Top of DATA SUPPLIED

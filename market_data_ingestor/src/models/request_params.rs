use chrono::{DateTime, Utc};
use serde::{Deserialize, Serialize};

use crate::{
    models::{asset::AssetClass, timeframe::TimeFrame},
    providers::{alpaca_rest::params::AlpacaBarsParams, coingecko_rest::params::CoinGeckoParams},
};

/// Universal parameters for requesting time-series bar data from any market data provider.
///
/// This struct is designed to be vendor-agnostic and supports multiple asset classes
/// (e.g., stocks, futures, crypto). It is the standard input for all
/// [`DataProvider`](crate::providers::DataProvider) implementations.
#[derive(Clone, Debug, Serialize, Deserialize)]
pub struct BarsRequestParams {
    /// List of canonical symbols to request (e.g., `["AAPL"]`, `["BTC-USD"]`).
    pub symbols: Vec<String>,

    /// The time interval for each bar (e.g., 1 hour, 1 day).
    ///
    /// **Validation of allowed values is performed by each data provider
    /// implementation, according to their own API rules.**
    pub timeframe: TimeFrame,

    /// Start of the requested time range (inclusive, UTC).
    pub start: DateTime<Utc>,

    /// End of the requested time range (exclusive, UTC).
    pub end: DateTime<Utc>,

    /// The asset class for the requested symbols.
    ///
    /// This helps providers route the request to the correct API or endpoint.
    pub asset_class: AssetClass,

    /// Optional, provider-specific parameters.
    #[serde(default)]
    pub provider_specific: ProviderParams,
}

impl BarsRequestParams {
    /// Request for a single symbol with no provider-specific options.
    pub fn single(
        symbol: impl Into<String>,
        timeframe: TimeFrame,
        start: DateTime<Utc>,
        end: DateTime<Utc>,
        asset_class: AssetClass,
    ) -> Self {
        Self {
            symbols: vec![symbol.into()],
            timeframe,
            start,
            end,
            asset_class,
            provider_specific: ProviderParams::None,
        }
    }
}

/// Provider-specific request parameters.
///
/// Lets callers pass per-request options for one provider without cluttering
/// the universal [`BarsRequestParams`].
#[derive(Clone, Debug, Default, Serialize, Deserialize)]
pub enum ProviderParams {
    #[default]
    None,
    Alpaca(AlpacaBarsParams),
    CoinGecko(CoinGeckoParams),
}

Bottom of DATA SUPPLIED

ACTIVITY =
Say how many lines contain "DateTime" in the material above; the number is the whole answer.

FINAL ANSWER =
5